Popular Integration

LangChain Integration

Build AI agents that can search, scrape, and research the web in real-time. Connect your LangChain applications directly to live web data with SearchHive tools.

Real-time Data

Your agents access current web information, not stale training data

Drop-in Tools

Pre-built LangChain tools that work with any agent framework

Easy Setup

Add web capabilities to existing agents in minutes

What you'll build
By the end of this guide, you'll have AI agents that can search the web, scrape specific pages, and conduct comprehensive research - all with real-time data from SearchHive APIs.

Installation

Install required packages

# Using pip
pip install langchain searchhive-python

# Using conda
conda install -c conda-forge langchain
pip install searchhive-python
Prerequisites
You'll need Python 3.8+, LangChain, and a SearchHive API key.Get your API key here →

1. Web Search Tool

Create a LangChain tool that gives your agents real-time web search capabilities using SwiftSearch.

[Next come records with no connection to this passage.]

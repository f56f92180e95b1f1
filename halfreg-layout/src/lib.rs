//! Named bit-field layouts for families of registers, stored as JSON.
//!
//! A family groups registers that share a naming scheme. Each register has a
//! width of 8, 16, 32 or 64 bits and a list of fields, each field being an
//! inclusive `lsb..=msb` bit range with read/write permissions and an
//! optional two's-complement interpretation.

#[macro_use]
extern crate log;
extern crate halfreg;

use halfreg::{BitField, RangeViolation};
use serde::{Deserialize, Serialize};
use std::error::Error;
use std::fs::File;
use std::io::{Read, Write};
use std::path::Path;
use std::fmt;

mod generate;

/// Register widths a layout may use.
pub const SUPPORTED_WIDTHS: [u8; 4] = [8, 16, 32, 64];

#[derive(Serialize, Deserialize, Debug, Clone, PartialEq, Eq)]
pub struct Field {
    pub name: String,
    pub lsb: u8,
    pub msb: u8,
    pub read: bool,
    pub write: bool,
    pub negative: Option<bool>,
}

#[derive(Serialize, Deserialize, Debug, Clone, PartialEq, Eq)]
pub struct Register {
    pub name: String,
    pub size: u8,
    pub fields: Vec<Field>,
}

#[derive(Serialize, Deserialize, Debug, Clone, PartialEq, Eq)]
pub struct RegisterFamily {
    pub register_family: String,
    pub register_family_widths: Vec<u8>,
    pub registers: Vec<Register>,
}

#[derive(Debug, Clone, PartialEq, Eq)]
pub enum LayoutError {
    EmptyName,
    UnsupportedWidth(u8),
    FieldOutOfBounds { field: String, lsb: u8, msb: u8, size: u8 },
    DuplicateName(String),
    UnknownField(String),
    NotReadable(String),
    NotWritable(String),
    Range { field: String, source: RangeViolation },
    InvalidNumber(String),
    ValueTooWide { value: u64, size: u8 },
}

impl fmt::Display for LayoutError {
    fn fmt(&self, f: &mut fmt::Formatter) -> fmt::Result {
        match *self {
            LayoutError::EmptyName => f.write_str("No name provided"),
            LayoutError::UnsupportedWidth(size) => write!(
                f,
                "Unsupported register width {}. Supported widths are: 8, 16, 32, 64",
                size
            ),
            LayoutError::FieldOutOfBounds {
                ref field,
                lsb,
                msb,
                size,
            } => write!(
                f,
                "Field {} spans bits {}..={}, which does not fit a {}-bit register",
                field, lsb, msb, size
            ),
            LayoutError::DuplicateName(ref name) => write!(f, "Duplicate name: {}", name),
            LayoutError::UnknownField(ref name) => write!(f, "No field named {}", name),
            LayoutError::NotReadable(ref name) => write!(f, "Field {} is not readable", name),
            LayoutError::NotWritable(ref name) => write!(f, "Field {} is not writable", name),
            LayoutError::Range {
                ref field,
                ref source,
            } => write!(f, "Field {}: {}", field, source),
            LayoutError::InvalidNumber(ref text) => write!(f, "`{}` isn't a number", text),
            LayoutError::ValueTooWide { value, size } => {
                write!(f, "{:#x} does not fit a {}-bit register", value, size)
            }
        }
    }
}

impl Error for LayoutError {
    fn source(&self) -> Option<&(dyn Error + 'static)> {
        match *self {
            LayoutError::Range { ref source, .. } => Some(source),
            _ => None,
        }
    }
}

impl Field {
    pub fn new(name: &str, lsb: u8, msb: u8, negative: bool) -> Self {
        Field {
            name: name.to_string(),
            lsb,
            msb,
            read: true,
            write: true,
            negative: Some(negative),
        }
    }
    pub fn is_negative(&self) -> bool {
        self.negative.unwrap_or(false)
    }
    /// Bit-level view of the field. Fails if the bit range is reversed or
    /// does not fit a register of `size` bits.
    pub fn bit_field(&self, size: u8) -> Result<BitField, LayoutError> {
        let out_of_bounds = || LayoutError::FieldOutOfBounds {
            field: self.name.clone(),
            lsb: self.lsb,
            msb: self.msb,
            size,
        };
        if self.lsb > self.msb || self.msb >= size {
            return Err(out_of_bounds());
        }
        let width = u32::from(self.msb - self.lsb) + 1;
        BitField::new(u32::from(self.lsb), width, self.is_negative()).ok_or_else(out_of_bounds)
    }
    /// Reads the field out of a raw register value of `size` bits.
    pub fn get(&self, raw: u64, size: u8) -> Result<i128, LayoutError> {
        if !self.read {
            return Err(LayoutError::NotReadable(self.name.clone()));
        }
        Ok(self.bit_field(size)?.extract(raw))
    }
    /// Writes `value` into the field. `raw` is only modified on success.
    pub fn set(&self, raw: &mut u64, size: u8, value: i128) -> Result<(), LayoutError> {
        if !self.write {
            return Err(LayoutError::NotWritable(self.name.clone()));
        }
        let field = self.bit_field(size)?;
        *raw = field.insert(*raw, value).map_err(|source| {
            debug!("Rejected write of {} to field {}", value, self.name);
            LayoutError::Range {
                field: self.name.clone(),
                source,
            }
        })?;
        Ok(())
    }
}

impl Register {
    pub fn new(name: &str, size: u8) -> Self {
        Register {
            name: name.to_string(),
            size,
            fields: Vec::new(),
        }
    }
    /// A register with a `high` and a `low` field covering one half each.
    pub fn split_pair(name: &str, size: u8, negative: bool) -> Self {
        let half = size / 2;
        let mut register = Register::new(name, size);
        register.fields.push(Field::new("high", half, size.saturating_sub(1), negative));
        register.fields.push(Field::new("low", 0, half.saturating_sub(1), negative));
        register
    }
    pub fn is_valid(&self) -> Result<(), LayoutError> {
        if self.name.is_empty() {
            return Err(LayoutError::EmptyName);
        }
        if !SUPPORTED_WIDTHS.contains(&self.size) {
            return Err(LayoutError::UnsupportedWidth(self.size));
        }
        for (i, field) in self.fields.iter().enumerate() {
            if field.name.is_empty() {
                return Err(LayoutError::EmptyName);
            }
            field.bit_field(self.size)?;
            if self.fields[..i].iter().any(|f| f.name == field.name) {
                return Err(LayoutError::DuplicateName(field.name.clone()));
            }
        }
        Ok(())
    }
    /// Appends `field` if the register stays valid with it.
    pub fn add_field(&mut self, field: Field) -> Result<(), LayoutError> {
        self.fields.push(field);
        if let Err(e) = self.is_valid() {
            self.fields.pop();
            return Err(e);
        }
        Ok(())
    }
    pub fn field(&self, name: &str) -> Result<&Field, LayoutError> {
        self.fields
            .iter()
            .find(|f| f.name == name)
            .ok_or_else(|| LayoutError::UnknownField(name.to_string()))
    }
    pub fn get_field(&self, raw: u64, name: &str) -> Result<i128, LayoutError> {
        self.field(name)?.get(raw, self.size)
    }
    pub fn set_field(&self, raw: &mut u64, name: &str, value: i128) -> Result<(), LayoutError> {
        self.field(name)?.set(raw, self.size, value)
    }
    /// Parses a raw value for this register, hexadecimal with a `0x` prefix
    /// or decimal. Values with bits at or above `size` are rejected.
    pub fn parse_raw(&self, text: &str) -> Result<u64, LayoutError> {
        let text = text.trim();
        let parsed = match text.strip_prefix("0x").or_else(|| text.strip_prefix("0X")) {
            Some(hex) => u64::from_str_radix(&hex.replace('_', ""), 16),
            None => text.replace('_', "").parse(),
        };
        let value = parsed.map_err(|_| LayoutError::InvalidNumber(text.to_string()))?;
        if u128::from(value) >> self.size != 0 {
            return Err(LayoutError::ValueTooWide {
                value,
                size: self.size,
            });
        }
        Ok(value)
    }
}

impl RegisterFamily {
    /// An empty family with no registers.
    pub fn new(name: &str) -> Self {
        RegisterFamily {
            register_family: name.to_string(),
            register_family_widths: Vec::new(),
            registers: Vec::new(),
        }
    }
    /// Parses and validates a family. Widths used by registers but missing
    /// from `register_family_widths` are added, as `add_register` would.
    pub fn from_json(json: &str) -> Result<Self, Box<dyn Error>> {
        let mut family: RegisterFamily = serde_json::from_str(json)?;
        for (i, register) in family.registers.iter().enumerate() {
            register.is_valid()?;
            if family.registers[..i].iter().any(|r| r.name == register.name) {
                return Err(LayoutError::DuplicateName(register.name.clone()).into());
            }
            if !family.register_family_widths.contains(&register.size) {
                warn!(
                    "Register {} is {}-bit, which family {} does not list",
                    register.name, register.size, family.register_family
                );
                family.register_family_widths.push(register.size);
            }
        }
        debug!(
            "Loaded register family {} with {} registers",
            family.register_family,
            family.registers.len()
        );
        Ok(family)
    }
    pub fn to_json_pretty(&self) -> Result<String, serde_json::Error> {
        serde_json::to_string_pretty(self)
    }
    pub fn load_from_file<P: AsRef<Path>>(path: P) -> Result<Self, Box<dyn Error>> {
        let mut file = File::open(path)?;
        let mut json = String::new();
        file.read_to_string(&mut json)?;
        RegisterFamily::from_json(&json)
    }
    pub fn save_to_file<P: AsRef<Path>>(&self, path: P) -> Result<(), Box<dyn Error>> {
        let json = self.to_json_pretty()?;
        let mut file = File::create(path)?;
        file.write_all(json.as_bytes())?;
        Ok(())
    }
    pub fn add_register(&mut self, register: Register) -> Result<(), LayoutError> {
        register.is_valid()?;
        if self.register(&register.name).is_some() {
            return Err(LayoutError::DuplicateName(register.name));
        }
        if !self.register_family_widths.contains(&register.size) {
            self.register_family_widths.push(register.size);
        }
        debug!(
            "Adding {}-bit register {} to family {}",
            register.size, register.name, self.register_family
        );
        self.registers.push(register);
        Ok(())
    }
    pub fn register(&self, name: &str) -> Option<&Register> {
        self.registers.iter().find(|r| r.name == name)
    }
}

#[test]
fn test_split_pair_layout() {
    let register = Register::split_pair("BC", 16, false);
    assert!(register.is_valid().is_ok());
    let mut raw = 0;
    register.set_field(&mut raw, "high", 0x12).unwrap();
    register.set_field(&mut raw, "low", 0x34).unwrap();
    assert_eq!(raw, 0x1234);
    assert_eq!(register.get_field(raw, "high"), Ok(0x12));
}

#[test]
fn test_field_permissions() {
    let mut register = Register::new("STATUS", 8);
    let mut field = Field::new("mode", 0, 2, false);
    field.write = false;
    register.add_field(field).unwrap();
    let mut raw = 0b101;
    assert_eq!(
        register.set_field(&mut raw, "mode", 1),
        Err(LayoutError::NotWritable("mode".to_string()))
    );
    assert_eq!(raw, 0b101);
    assert_eq!(register.get_field(raw, "mode"), Ok(5));
}
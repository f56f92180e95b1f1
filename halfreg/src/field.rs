use std::error::Error;
use std::fmt;
use std::ops::RangeInclusive;

/// A write whose value does not fit the destination field.
#[derive(Debug, Clone, Copy, PartialEq, Eq)]
pub struct RangeViolation {
    pub value: i128,
    pub min: i128,
    pub max: i128,
}

impl fmt::Display for RangeViolation {
    fn fmt(&self, f: &mut fmt::Formatter) -> fmt::Result {
        write!(
            f,
            "value {} is outside of the field range {}..={}",
            self.value, self.min, self.max
        )
    }
}

impl Error for RangeViolation {}

/// A contiguous run of bits inside a 64-bit raw word.
///
/// Signed fields hold a two's-complement pattern of exactly `width` bits.
#[derive(Debug, Clone, Copy, PartialEq, Eq, Hash)]
pub struct BitField {
    pub(crate) lsb: u32,
    pub(crate) width: u32,
    pub(crate) signed: bool,
}

impl BitField {
    /// Returns `None` if the field is empty or reaches past bit 63.
    pub const fn new(lsb: u32, width: u32, signed: bool) -> Option<Self> {
        if width == 0 || width > 64 || lsb >= 64 || lsb + width > 64 {
            return None;
        }
        Some(BitField { lsb, width, signed })
    }
    pub fn lsb(&self) -> u32 {
        self.lsb
    }
    pub fn width(&self) -> u32 {
        self.width
    }
    pub fn is_signed(&self) -> bool {
        self.signed
    }
    /// Unshifted mask covering the field.
    pub fn mask(&self) -> u64 {
        u64::MAX >> (64 - self.width)
    }
    /// The values `encode` accepts.
    pub fn range(&self) -> RangeInclusive<i128> {
        if self.signed {
            let half = 1i128 << (self.width - 1);
            -half..=half - 1
        } else {
            0..=(1i128 << self.width) - 1
        }
    }
    /// Interprets an unshifted bit pattern. Bits above the field are ignored.
    pub fn decode(&self, bits: u64) -> i128 {
        let raw = i128::from(bits & self.mask());
        if self.signed && raw & (1 << (self.width - 1)) != 0 {
            raw - (1 << self.width)
        } else {
            raw
        }
    }
    /// Produces the unshifted bit pattern of `value`.
    pub fn encode(&self, value: i128) -> Result<u64, RangeViolation> {
        let range = self.range();
        if !range.contains(&value) {
            return Err(RangeViolation {
                value,
                min: *range.start(),
                max: *range.end(),
            });
        }
        // Masking an i128 keeps the low two's-complement bits of negative values.
        Ok((value & i128::from(self.mask())) as u64)
    }
    pub fn extract(&self, raw: u64) -> i128 {
        self.decode(raw >> self.lsb)
    }
    /// Returns `raw` with the field replaced by `value`. `raw` itself is never touched.
    pub fn insert(&self, raw: u64, value: i128) -> Result<u64, RangeViolation> {
        let bits = self.encode(value)?;
        let mask = self.mask() << self.lsb;
        Ok((raw & !mask) | (bits << self.lsb))
    }
}

#[test]
fn test_field_bounds() {
    assert!(BitField::new(0, 0, false).is_none());
    assert!(BitField::new(60, 5, false).is_none());
    assert!(BitField::new(64, 1, false).is_none());
    assert!(BitField::new(0, 64, true).is_some());
    assert!(BitField::new(63, 1, false).is_some());
}

#[test]
fn test_nibble_ranges() {
    let unsigned = BitField::new(0, 4, false).unwrap();
    let signed = BitField::new(0, 4, true).unwrap();
    assert_eq!(unsigned.range(), 0..=15);
    assert_eq!(signed.range(), -8..=7);
    assert_eq!(signed.encode(-8), Ok(0b1000));
    assert_eq!(signed.decode(0b1000), -8);
    assert_eq!(signed.decode(0b0111), 7);
    assert_eq!(
        signed.encode(-9),
        Err(RangeViolation {
            value: -9,
            min: -8,
            max: 7
        })
    );
    assert!(unsigned.encode(16).is_err());
    assert!(unsigned.encode(-1).is_err());
}

#[test]
fn test_full_width_field() {
    let field = BitField::new(0, 64, true).unwrap();
    assert_eq!(field.mask(), u64::MAX);
    assert_eq!(field.extract(u64::MAX), -1);
    assert_eq!(field.insert(0, i128::from(i64::MIN)), Ok(1 << 63));
    let field = BitField::new(0, 64, false).unwrap();
    assert_eq!(field.extract(u64::MAX), i128::from(u64::MAX));
}

#[test]
fn test_insert_keeps_neighbours() {
    let field = BitField::new(4, 8, false).unwrap();
    assert_eq!(field.insert(0xF00F, 0xAB), Ok(0xFABF));
    assert!(field.insert(0xF00F, 0x100).is_err());
    assert_eq!(field.extract(0xFABF), 0xAB);
}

SwiftSearch LangChain Tool

Python
from langchain.tools import BaseTool
from langchain.pydantic_v1 import BaseModel, Field
from typing import Optional, Type
import requests
import json

class SwiftSearchInput(BaseModel):
    """Input for SwiftSearch tool."""
    query: str = Field(description="Search query")
    max_results: Optional[int] = Field(default=5, description="Maximum results to return")

class SwiftSearchTool(BaseTool):
    """Tool for real-time web search using SearchHive SwiftSearch API."""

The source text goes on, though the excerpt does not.